I have this csv file below (products rated by users) which into pandas dataframe:
--------------------------------
User_id | Product_id | Rating |
--------------------------------
1 | 00 | 3 |
1 | 02 | 5 |
2 | 01 | 1 |
2 | 00 | 2 |
2 | 02 | 2 |
I want to change the dataframe so that it has the same number of rows as the source table above, but only two columns:
- Column 1: needs to be a list of L length (L = total number of existing kinds of products), and where the n-th value (n = product_id) in the list is the rating given by the user in this row to the product.
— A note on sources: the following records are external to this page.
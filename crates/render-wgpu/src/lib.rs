//! wgpu renderer for the wobble viewer.
//!
//! Draws the displaced icosphere over an equirectangular environment, lit by
//! one directional light with a PCF shadow map. The camera orbits the origin.
//!
//! # Invariants
//! - The shadow pass and the surface pass displace vertices with the same
//!   WGSL chunk and the same uniform buffer.
//! - The renderer never mutates scene settings; it only reads them per frame.

mod camera;
mod environment;
mod gpu;
mod shaders;
mod shadow;
mod viewport;

pub use camera::OrbitCamera;
pub use environment::EnvironmentTexture;
pub use gpu::{GpuUniforms, WobbleRenderer};
pub use shadow::{SHADOW_FORMAT, ShadowMap};
pub use viewport::Viewport;

pub fn crate_info() -> &'static str {
    "wobble-render-wgpu v0.1.0"
}
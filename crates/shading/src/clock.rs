use std::time::Instant;

/// Wall-clock time since the scene started, fed into `uTime` each frame.
#[derive(Debug, Clone, Copy)]
pub struct FrameClock {
    start: Instant,
}

impl Default for FrameClock {
    fn default() -> Self {
        Self::new()
    }
}

impl FrameClock {
    pub fn new() -> Self {
        Self {
            start: Instant::now(),
        }
    }

    /// Seconds since the clock was created.
    pub fn elapsed(&self) -> f32 {
        self.start.elapsed().as_secs_f32()
    }
}
use glam::{Mat3, Vec3};

/// sRGB → AP1 with the RRT saturation folded in (column-major).
const ACES_INPUT: Mat3 = Mat3::from_cols_array(&[
    0.59719, 0.07600, 0.02840, //
    0.35458, 0.90834, 0.13383, //
    0.04823, 0.01566, 0.83777,
]);

/// ODT saturation and AP1 → sRGB (column-major).
const ACES_OUTPUT: Mat3 = Mat3::from_cols_array(&[
    1.60475, -0.10208, -0.00327, //
    -0.53108, 1.10813, -0.07276, //
    -0.07367, -0.00605, 1.07602,
]);

fn rrt_and_odt_fit(v: Vec3) -> Vec3 {
    let a = v * (v + 0.024_578_6) - 0.000_090_537;
    let b = v * (0.983_729 * v + 0.432_951) + 0.238_081;
    a / b
}

/// ACES filmic tone mapping of a linear HDR color, clamped to `[0, 1]`.
///
/// Mirrors `aces_filmic` in the surface shader. The 1/0.6 factor keeps an
/// exposure of 1 looking like the usual filmic curve.
pub fn aces_filmic(color: Vec3, exposure: f32) -> Vec3 {
    let color = color * (exposure / 0.6);
    let color = ACES_INPUT * color;
    let color = rrt_and_odt_fit(color);
    (ACES_OUTPUT * color).clamp(Vec3::ZERO, Vec3::ONE)
}

#[cfg(test)]
mod tests {
    use super::*;

    #[test]
    fn black_stays_black() {
        assert!(aces_filmic(Vec3::ZERO, 1.0).max_element() < 1e-3);
    }

    #[test]
    fn bright_values_saturate() {
        let out = aces_filmic(Vec3::splat(1000.0), 1.0);
        assert!(out.min_element() > 0.99);
        assert!(out.max_element() <= 1.0);
    }

    #[test]
    fn monotonic_in_intensity() {
        let mut last = 0.0;
        for i in 1..50 {
            let v = aces_filmic(Vec3::splat(i as f32 * 0.1), 1.0).x;
            assert!(v >= last);
            last = v;
        }
    }

    #[test]
    fn exposure_brightens() {
        let grey = Vec3::splat(0.18);
        assert!(aces_filmic(grey, 2.0).x > aces_filmic(grey, 1.0).x);
    }
}
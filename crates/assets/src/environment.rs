use glam::{Vec2, Vec3};
use image::imageops::{self, FilterType};
use image::{Rgba, RgbaImage};
use std::f32::consts::{PI, TAU};
use std::path::{Path, PathBuf};

/// The viewer resizes every environment to at most this size.
pub const DEFAULT_MAX_SIZE: (u32, u32) = (1024, 512);

/// Errors from loading an environment map.
#[derive(Debug, thiserror::Error)]
pub enum AssetError {
    #[error("failed to read {}: {source}", path.display())]
    Io {
        path: PathBuf,
        source: std::io::Error,
    },
    #[error("failed to decode image: {0}")]
    Image(#[from] image::ImageError),
    #[error("image {} has no pixels", path.display())]
    Empty { path: PathBuf },
}

/// Number of levels in a full mip chain down to 1×1.
pub fn mip_level_count(width: u32, height: u32) -> u32 {
    32 - width.max(height).max(1).leading_zeros()
}

/// Equirectangular texture coordinates for a world direction.
pub fn equirect_uv(direction: Vec3) -> Vec2 {
    let d = direction.normalize_or(Vec3::Z);
    let u = d.z.atan2(d.x) / TAU + 0.5;
    let v = 0.5 - d.y.clamp(-1.0, 1.0).asin() / PI;
    Vec2::new(u, v)
}

/// An RGBA8 sRGB equirectangular image with its full mip chain.
#[derive(Debug, Clone)]
pub struct EnvironmentMap {
    /// Level 0 first; each level halves both sides, never below 1.
    pub mips: Vec<RgbaImage>,
}

impl EnvironmentMap {
    /// Decode `path` and shrink it to fit within `max_size`.
    pub fn load(path: impl AsRef<Path>, max_size: (u32, u32)) -> Result<Self, AssetError> {
        let path = path.as_ref();
        let _span = tracing::info_span!("load_environment", path = %path.display()).entered();
        let bytes = std::fs::read(path).map_err(|source| AssetError::Io {
            path: path.to_path_buf(),
            source,
        })?;
        let image = image::load_from_memory(&bytes)?.to_rgba8();
        if image.width() == 0 || image.height() == 0 {
            return Err(AssetError::Empty {
                path: path.to_path_buf(),
            });
        }

        let width = image.width().min(max_size.0.max(1));
        let height = image.height().min(max_size.1.max(1));
        let base = if (width, height) == image.dimensions() {
            image
        } else {
            tracing::debug!(
                "resizing environment {}x{} -> {width}x{height}",
                image.width(),
                image.height()
            );
            imageops::resize(&image, width, height, FilterType::Triangle)
        };
        let map = Self::from_image(base);
        tracing::info!(
            "environment {} loaded: {}x{}, {} mips",
            path.display(),
            map.width(),
            map.height(),
            map.mips.len()
        );
        Ok(map)
    }

    /// Load `path` if given, falling back to [`procedural`](Self::procedural)
    /// with a warning when it is missing or broken.
    pub fn load_or_procedural(path: Option<&Path>, max_size: (u32, u32)) -> Self {
        match path {
            Some(path) => Self::load(path, max_size).unwrap_or_else(|err| {
                tracing::warn!("{err}; using the procedural sky");
                Self::procedural()
            }),
            None => Self::procedural(),
        }
    }

    /// Wrap a level-0 image and build its mip chain.
    pub fn from_image(base: RgbaImage) -> Self {
        let levels = mip_level_count(base.width(), base.height());
        let mut mips = Vec::with_capacity(levels as usize);
        mips.push(base);
        for level in 1..levels {
            let prev = &mips[level as usize - 1];
            let w = (mips[0].width() >> level).max(1);
            let h = (mips[0].height() >> level).max(1);
            let next = imageops::resize(prev, w, h, FilterType::Triangle);
            mips.push(next);
        }
        Self { mips }
    }

    /// A studio-like gradient: bright zenith, warm horizon, dark floor.
    pub fn procedural() -> Self {
        const WIDTH: u32 = 256;
        const HEIGHT: u32 = 128;
        let zenith = Vec3::new(0.55, 0.68, 0.95);
        let horizon = Vec3::new(0.98, 0.93, 0.85);
        let ground = Vec3::new(0.12, 0.11, 0.10);

        let base = RgbaImage::from_fn(WIDTH, HEIGHT, |x, y| {
            let v = (y as f32 + 0.5) / HEIGHT as f32;
            let u = (x as f32 + 0.5) / WIDTH as f32;
            let elevation = 0.5 - v;
            let sky = if elevation >= 0.0 {
                horizon.lerp(zenith, (elevation * 2.0).powf(0.6))
            } else {
                horizon.lerp(ground, (-elevation * 8.0).min(1.0))
            };
            // A soft key light so reflections have something to catch.
            let sun = (-((u - 0.3).powi(2) + (v - 0.3).powi(2)) * 400.0).exp();
            let color = (sky + Vec3::splat(sun)).min(Vec3::ONE);
            let [r, g, b] = (color * 255.0).round().to_array().map(|c| c as u8);
            Rgba([r, g, b, 255])
        });
        Self::from_image(base)
    }

    pub fn width(&self) -> u32 {
        self.mips.first().map_or(0, |m| m.width())
    }

    pub fn height(&self) -> u32 {
        self.mips.first().map_or(0, |m| m.height())
    }

    /// Nearest-texel sRGB color of level 0 in direction `direction`, as
    /// `[0, 1]` floats.
    pub fn sample(&self, direction: Vec3) -> Vec3 {
        let Some(base) = self.mips.first() else {
            return Vec3::ZERO;
        };
        let uv = equirect_uv(direction);
        let x = ((uv.x.rem_euclid(1.0) * base.width() as f32) as u32).min(base.width() - 1);
        let y = ((uv.y.clamp(0.0, 1.0) * base.height() as f32) as u32).min(base.height() - 1);
        let Rgba([r, g, b, _]) = *base.get_pixel(x, y);
        Vec3::new(r as f32, g as f32, b as f32) / 255.0
    }

    /// Level-major RGBA8 bytes of the whole chain, as uploaded to the GPU.
    pub fn level_major_bytes(&self) -> Vec<u8> {
        let total = self.mips.iter().map(|m| m.as_raw().len()).sum();
        let mut bytes = Vec::with_capacity(total);
        for mip in &self.mips {
            bytes.extend_from_slice(mip.as_raw());
        }
        bytes
    }
}

#[cfg(test)]
mod tests {
    use super::*;

    #[test]
    fn mip_counts() {
        assert_eq!(mip_level_count(1, 1), 1);
        assert_eq!(mip_level_count(1024, 512), 11);
        assert_eq!(mip_level_count(256, 128), 9);
        assert_eq!(mip_level_count(300, 7), 9);
    }

    #[test]
    fn uv_axes() {
        let up = equirect_uv(Vec3::Y);
        assert!(up.y.abs() < 1e-6);
        let down = equirect_uv(Vec3::NEG_Y);
        assert!((down.y - 1.0).abs() < 1e-6);
        let horizon = equirect_uv(Vec3::X);
        assert!((horizon - Vec2::new(0.5, 0.5)).length() < 1e-6);
        let behind = equirect_uv(Vec3::Z);
        assert!((behind.x - 0.75).abs() < 1e-6);
    }

    #[test]
    fn procedural_chain_halves_to_one() {
        let map = EnvironmentMap::procedural();
        assert_eq!((map.width(), map.height()), (256, 128));
        assert_eq!(map.mips.len(), 9);
        for (level, mip) in map.mips.iter().enumerate() {
            assert_eq!(mip.width(), (256 >> level).max(1));
            assert_eq!(mip.height(), (128 >> level).max(1));
        }
        let bytes = map.level_major_bytes();
        let expected: usize = map.mips.iter().map(|m| (m.width() * m.height() * 4) as usize).sum();
        assert_eq!(bytes.len(), expected);
    }

    #[test]
    fn procedural_sky_is_brighter_above() {
        let map = EnvironmentMap::procedural();
        let sky = map.sample(Vec3::new(0.2, 0.9, 0.1));
        let floor = map.sample(Vec3::new(0.2, -0.9, 0.1));
        assert!(sky.element_sum() > floor.element_sum());
    }

    #[test]
    fn load_resizes_to_limit() {
        let dir = tempfile::tempdir().unwrap();
        let path = dir.path().join("env.png");
        RgbaImage::from_pixel(64, 32, Rgba([10, 200, 30, 255]))
            .save(&path)
            .unwrap();

        let map = EnvironmentMap::load(&path, (16, 8)).unwrap();
        assert_eq!((map.width(), map.height()), (16, 8));
        assert_eq!(map.mips.len(), 5);
        let c = map.sample(Vec3::X);
        assert!((c - Vec3::new(10.0, 200.0, 30.0) / 255.0).length() < 0.02);

        let untouched = EnvironmentMap::load(&path, DEFAULT_MAX_SIZE).unwrap();
        assert_eq!((untouched.width(), untouched.height()), (64, 32));
    }

    #[test]
    fn missing_file_is_an_io_error() {
        let err = EnvironmentMap::load("/no/such/env.hdr", DEFAULT_MAX_SIZE).unwrap_err();
        assert!(matches!(err, AssetError::Io { .. }));
        assert!(err.to_string().contains("/no/such/env.hdr"));
    }

    #[test]
    fn garbage_falls_back_to_procedural() {
        let dir = tempfile::tempdir().unwrap();
        let path = dir.path().join("broken.png");
        std::fs::write(&path, b"not an image").unwrap();
        assert!(matches!(
            EnvironmentMap::load(&path, DEFAULT_MAX_SIZE),
            Err(AssetError::Image(_))
        ));
        let map = EnvironmentMap::load_or_procedural(Some(&path), DEFAULT_MAX_SIZE);
        assert_eq!(map.width(), 256);
    }
}
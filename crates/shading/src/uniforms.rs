use serde::{Deserialize, Serialize};
use std::ops::RangeInclusive;

/// Distance to the tangent/bitangent neighbours used to rebuild normals.
pub const NEIGHBOUR_SHIFT: f32 = 0.01;

/// Range the tweak panel offers for every wobble uniform.
pub const UNIFORM_RANGE: RangeInclusive<f32> = 0.0..=2.0;

/// The wobble uniform set, shared by the surface and shadow-depth stages.
///
/// `time` is driven by the frame clock and never persisted.
#[derive(Debug, Clone, Copy, PartialEq, Serialize, Deserialize)]
#[serde(default)]
pub struct WobbleUniforms {
    #[serde(skip)]
    pub time: f32,
    pub position_frequency: f32,
    pub time_frequency: f32,
    pub strength: f32,
    pub warp_position_frequency: f32,
    pub warp_time_frequency: f32,
    pub warp_strength: f32,
}

impl Default for WobbleUniforms {
    fn default() -> Self {
        Self {
            time: 0.0,
            position_frequency: 0.5,
            time_frequency: 0.4,
            strength: 0.3,
            warp_position_frequency: 0.38,
            warp_time_frequency: 0.12,
            warp_strength: 1.7,
        }
    }
}

impl WobbleUniforms {
    /// A uniform set that leaves the mesh untouched.
    pub fn flat() -> Self {
        Self {
            strength: 0.0,
            warp_strength: 0.0,
            ..Self::default()
        }
    }

    pub fn at_time(self, time: f32) -> Self {
        Self { time, ..self }
    }

    /// The tweakable values with their shader names, in panel order.
    pub fn controls_mut(&mut self) -> [(&'static str, &mut f32); 6] {
        [
            ("uPositionFrequency", &mut self.position_frequency),
            ("uTimeFrequency", &mut self.time_frequency),
            ("uStrength", &mut self.strength),
            ("uWarpPositionFrequency", &mut self.warp_position_frequency),
            ("uWarpTimeFrequency", &mut self.warp_time_frequency),
            ("uWarpStrength", &mut self.warp_strength),
        ]
    }

    /// Read-only view of [`controls_mut`](Self::controls_mut).
    pub fn controls(&self) -> [(&'static str, f32); 6] {
        [
            ("uPositionFrequency", self.position_frequency),
            ("uTimeFrequency", self.time_frequency),
            ("uStrength", self.strength),
            ("uWarpPositionFrequency", self.warp_position_frequency),
            ("uWarpTimeFrequency", self.warp_time_frequency),
            ("uWarpStrength", self.warp_strength),
        ]
    }
}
All all other values in the list need to be zeros
- column 2 should be a list of the same L length, where the n-ths values equal to ratings for n-ths products (n = product_id) for all product_ids rated by this user (in the entire table); all other (unrated) values that are not rated by the user need to be zeros
The desired result would be (consistent with the example above):
--------------------------------
User_id | col1 | col2 |
--------------------------------
1 | [3,0,0] | [3,0,5] |
1 | [0,0,5] | [3,0,5] |
2 | [0,1,0] | [2,1,2] |
2 | [2,0,0] | [2,1,2] |
2 | [0,0,2] | [2,1,2] |
I will greatly appreciate any help with this. Please do ask questions if i can make the question & explanation more clear.